Las sanciones que afectan a intereses israelíes anunciadas ayer por el presidente del Gobierno, Pedro Sánchez, son una reacción realista y proporcionada ante la despiadada represalia militar ordenada por Benjamín Netanyahu contra Gaza a raíz del brutal ataque de Hamás de octubre de 2023. La indiscriminada operación bélica, que ya ha costado la vida a más de 64.000 palestinos, incluye prácticas como el uso del hambre como arma de guerra o el bombardeo sistemático contra la población civil que son una flagrante violación de los derechos humanos.

Sin embargo, tales prácticas no han tenido coste alguno de peso en términos internacionales ni para el primer ministro israelí ni para la corriente belicista —política y económica— que le respalda en su país. La iniciativa de Sánchez es además coherente con la posición española desde que comenzó el conflicto: demanda de un alto el fuego inmediato, entrada en la Franja de ayuda humanitaria sin restricciones, liberación de los rehenes israelíes en manos de Hamás y una solución permanente basada en la propuesta de los dos Estados sostenida por Naciones Unidas.

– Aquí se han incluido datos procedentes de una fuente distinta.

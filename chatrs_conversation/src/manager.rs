//! Turn controller for multi-turn dialogue.
//!
//! The `TurnController` is the main entry point: it owns the gateway, the
//! session store and the immutable conversation configuration, and runs one
//! user turn at a time per session.

use std::fmt;
use std::pin::Pin;
use std::sync::Arc;

use chatrs_core::{
    ChatMessage, GatewayError, LLMProvider, Prompt, Session, SessionStorage, StoreError,
    TrimConfig,
};
use futures::{Stream, StreamExt};
use thiserror::Error;
use tracing::{debug, info, warn};

use crate::history::HistoryTrimmer;
use crate::lock::{SessionGuard, SessionLocks};
use crate::prompt::{DEFAULT_DIRECTIVE_TEMPLATE, PromptAssembler};

/// Configuration for conversation management.
///
/// Built once at startup and shared by every turn.
#[derive(Debug, Clone)]
pub struct ConversationConfig {
    /// Model to use for completions
    pub model: String,
    /// Response language for requests that do not name one
    pub default_language: String,
    /// System directive template containing `{language}`
    pub directive_template: String,
    /// History trimming rules
    pub trim: TrimConfig,
    /// Seeded as the head system message of a session with an empty log
    pub system_prompt: Option<String>,
}

impl Default for ConversationConfig {
    fn default() -> Self {
        Self {
            model: "gpt-4o-mini".to_string(),
            default_language: "English".to_string(),
            directive_template: DEFAULT_DIRECTIVE_TEMPLATE.to_string(),
            trim: TrimConfig::default(),
            system_prompt: None,
        }
    }
}

impl ConversationConfig {
    /// Set the model name.
    #[must_use]
    pub fn with_model(mut self, model: String) -> Self {
        self.model = model;
        self
    }

    /// Set the fallback response language.
    #[must_use]
    pub fn with_default_language(mut self, language: String) -> Self {
        self.default_language = language;
        self
    }

    /// Set the system directive template.
    #[must_use]
    pub fn with_directive_template(mut self, template: String) -> Self {
        self.directive_template = template;
        self
    }

    /// Set the trimming rules.
    #[must_use]
    pub const fn with_trim(mut self, trim: TrimConfig) -> Self {
        self.trim = trim;
        self
    }

    /// Seed new sessions with a system message.
    #[must_use]
    pub fn with_system_prompt(mut self, prompt: Option<String>) -> Self {
        self.system_prompt = prompt;
        self
    }
}

/// Errors that can occur during a turn.
///
/// A failed turn never changes the stored session.
#[derive(Debug, Error)]
pub enum TurnError {
    #[error("model gateway error: {0}")]
    Gateway(#[from] GatewayError),

    #[error("session store error: {0}")]
    Store(#[from] StoreError),
}

/// Pipeline stage of a turn, reported in debug logs.
#[derive(Debug, Clone, Copy, PartialEq, Eq)]
pub enum TurnState {
    Idle,
    Loading,
    Trimming,
    Assembling,
    Invoking,
    Appending,
    Saved,
    Failed,
}

impl fmt::Display for TurnState {
    fn fmt(&self, f: &mut fmt::Formatter<'_>) -> fmt::Result {
        let name = match self {
            Self::Idle => "idle",
            Self::Loading => "loading",
            Self::Trimming => "trimming",
            Self::Assembling => "assembling",
            Self::Invoking => "invoking",
            Self::Appending => "appending",
            Self::Saved => "saved",
            Self::Failed => "failed",
        };
        f.write_str(name)
    }
}

/// One user turn.
#[derive(Debug, Clone)]
pub struct TurnRequest {
    /// User's input message
    pub user_text: String,
    /// Response language; `None` means the configured default
    pub language: Option<String>,
    /// Session to continue; `None` runs an ephemeral turn
    pub session_id: Option<String>,
}

impl TurnRequest {
    #[must_use]
    pub fn new(user_text: impl Into<String>) -> Self {
        Self {
            user_text: user_text.into(),
            language: None,
            session_id: None,
        }
    }

    #[must_use]
    pub fn with_language(mut self, language: impl Into<String>) -> Self {
        self.language = Some(language.into());
        self
    }

    #[must_use]
    pub fn with_session(mut self, session_id: impl Into<String>) -> Self {
        self.session_id = Some(session_id.into());
        self
    }

    fn label(&self) -> &str {
        self.session_id.as_deref().unwrap_or("<ephemeral>")
    }
}

/// Lazily produced content fragments of a streaming turn.
///
/// The assistant message is persisted after the last fragment. Dropping the
/// stream early discards the partial reply and leaves the session untouched.
pub type TurnStream<'a> = Pin<Box<dyn Stream<Item = Result<String, TurnError>> + Send + 'a>>;

/// A turn that has been loaded, trimmed and assembled but not yet invoked.
struct PreparedTurn {
    session: Session,
    prompt: Prompt,
    /// Held until the turn is saved or abandoned
    guard: Option<SessionGuard>,
}

/// Multi-turn conversation orchestrator.
pub struct TurnController<P = Arc<dyn LLMProvider>, S = Arc<dyn SessionStorage>>
where
    P: Send + Sync,
    S: Send + Sync,
{
    provider: P,
    storage: S,
    config: ConversationConfig,
    trimmer: HistoryTrimmer,
    assembler: PromptAssembler,
    locks: SessionLocks,
}

impl<P, S> TurnController<P, S>
where
    P: LLMProvider,
    S: SessionStorage,
{
    pub fn new(provider: P, storage: S, config: ConversationConfig) -> Self {
        info!(
            "Creating turn controller: model={}, max_tokens={}",
            config.model, config.trim.max_tokens
        );

        Self {
            trimmer: HistoryTrimmer::new(config.trim.clone()),
            assembler: PromptAssembler::with_template(config.directive_template.clone()),
            provider,
            storage,
            config,
            locks: SessionLocks::new(),
        }
    }

    /// Run one turn and wait for the complete assistant reply.
    pub async fn run_turn(&self, request: TurnRequest) -> Result<ChatMessage, TurnError> {
        let PreparedTurn {
            session,
            prompt,
            guard,
        } = self.prepare(&request).await?;

        Self::enter(&request, TurnState::Invoking);
        let response = self
            .provider
            .complete(&prompt, &self.config.model)
            .await
            .inspect_err(|e| Self::fail(&request, TurnState::Invoking, e))?;

        if let Some(usage) = response.usage {
            debug!(
                "Tokens: {} prompt + {} completion = {} total",
                usage.prompt_tokens, usage.completion_tokens, usage.total_tokens
            );
        }

        self.commit(&request, session, response.message.clone()).await?;
        drop(guard);
        Ok(response.message)
    }

    /// Run one turn, yielding content fragments as the model produces them.
    pub fn stream_turn(&self, request: TurnRequest) -> TurnStream<'_> {
        Box::pin(self.fragments(request))
    }

    fn fragments(
        &self,
        request: TurnRequest,
    ) -> impl Stream<Item = Result<String, TurnError>> + Send + '_ {
        async_stream::try_stream! {
            let PreparedTurn { session, prompt, guard } = self.prepare(&request).await?;

            Self::enter(&request, TurnState::Invoking);
            let mut fragments = self
                .provider
                .stream(&prompt, &self.config.model)
                .await
                .inspect_err(|e| Self::fail(&request, TurnState::Invoking, e))
                .map_err(TurnError::from)?;

            let mut content = String::new();
            while let Some(fragment) = fragments.next().await {
                let fragment = fragment
                    .inspect_err(|e| Self::fail(&request, TurnState::Invoking, e))
                    .map_err(TurnError::from)?;
                content.push_str(&fragment);
                yield fragment;
            }

            self.commit(&request, session, ChatMessage::assistant(content)).await?;
            drop(guard);
        }
    }

    /// Lock, load, append the user message, trim and assemble.
    async fn prepare(&self, request: &TurnRequest) -> Result<PreparedTurn, TurnError> {
        Self::enter(request, TurnState::Idle);

        let guard = match request.session_id.as_deref() {
            Some(id) => Some(self.locks.acquire(id).await),
            None => None,
        };

        Self::enter(request, TurnState::Loading);
        let mut session = self
            .storage
            .load(request.session_id.as_deref())
            .await
            .inspect_err(|e| Self::fail(request, TurnState::Loading, e))?;

        if let Some(system_prompt) = self
            .config
            .system_prompt
            .as_ref()
            .filter(|_| session.is_empty())
        {
            session.append(ChatMessage::system(system_prompt.clone()));
        }

        let language = request
            .language
            .clone()
            .unwrap_or_else(|| self.config.default_language.clone());
        session.set_language(language.clone());
        session.append(ChatMessage::human(request.user_text.clone()));

        info!(
            "Processing turn for session {}: {} messages, language={}",
            request.label(),
            session.message_count(),
            language
        );

        Self::enter(request, TurnState::Trimming);
        let trimmed = self.trimmer.trim(session.messages(), |m| {
            self.provider.count_message_tokens(m)
        });

        Self::enter(request, TurnState::Assembling);
        let prompt = self.assembler.assemble(trimmed, &language);

        Ok(PreparedTurn {
            session,
            prompt,
            guard,
        })
    }

    /// Append the assistant reply and persist the session.
    async fn commit(
        &self,
        request: &TurnRequest,
        mut session: Session,
        reply: ChatMessage,
    ) -> Result<(), TurnError> {
        Self::enter(request, TurnState::Appending);
        session.append(reply);

        self.storage
            .save(&session)
            .await
            .inspect_err(|e| Self::fail(request, TurnState::Appending, e))?;

        Self::enter(request, TurnState::Saved);
        info!(
            "Turn completed for session {}: {} messages",
            request.label(),
            session.message_count()
        );
        Ok(())
    }

    fn enter(request: &TurnRequest, state: TurnState) {
        debug!("Session {} -> {}", request.label(), state);
    }

    fn fail(request: &TurnRequest, during: TurnState, error: &dyn std::error::Error) {
        warn!(
            "Session {} -> {} during {}: {}",
            request.label(),
            TurnState::Failed,
            during,
            error
        );
    }
}
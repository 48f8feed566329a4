pub mod sessions {
    use sea_orm::entity::prelude::*;

    #[derive(Clone, Debug, PartialEq, Eq, DeriveEntityModel)]
    #[sea_orm(table_name = "sessions")]
    pub struct Model {
        #[sea_orm(primary_key, auto_increment = false)]
        pub key: String,
        /// JSON-encoded message log
        #[sea_orm(column_type = "Text")]
        pub messages: String,
        pub language: Option<String>,
        pub created_at: DateTimeUtc,
        pub last_activity: Option<DateTimeUtc>,
    }

    #[derive(Copy, Clone, Debug, EnumIter, DeriveRelation)]
    pub enum Relation {}

    impl ActiveModelBehavior for ActiveModel {}
}
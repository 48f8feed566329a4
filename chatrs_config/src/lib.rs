#![deny(
    clippy::all,
    clippy::nursery,
    clippy::pedantic,
    clippy::style,
    clippy::complexity,
    clippy::perf,
    clippy::correctness,
    clippy::suspicious,
    clippy::unwrap_used,
    clippy::expect_used
)]
#![allow(clippy::missing_errors_doc)]

mod schema;

pub use schema::{
    API_KEY_ENV, AgentDefaults, AgentsConfig, Config, ProviderConfig, ProvidersConfig,
    StorageBackend, StorageConfig,
};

Ayer el presidente del Gobierno anunció nueve medidas dirigidas principalmente contra el esfuerzo bélico israelí y contra las personas —entre ellas el propio Netanyahu— ya señaladas por la justicia internacional e investigadas por graves violaciones de los derechos humanos. El embargo de armas que se aprobará hoy en el Consejo de Ministros mediante un decreto-ley, la prohibición de que aviones o barcos que transporten armas o combustible para el ejército israelí utilicen el espacio aéreo o marítimo español o la prohibición de entrada en territorio nacional a quienes de forma directa —aunque no especifica quiénes— participan en estos hechos van este sentido. El Gobierno prohíbe las importaciones procedentes de los territorios ocupados y refuerza la ayuda a la población palestina y a las agencias humanitarias, así como la presencia española en la zona.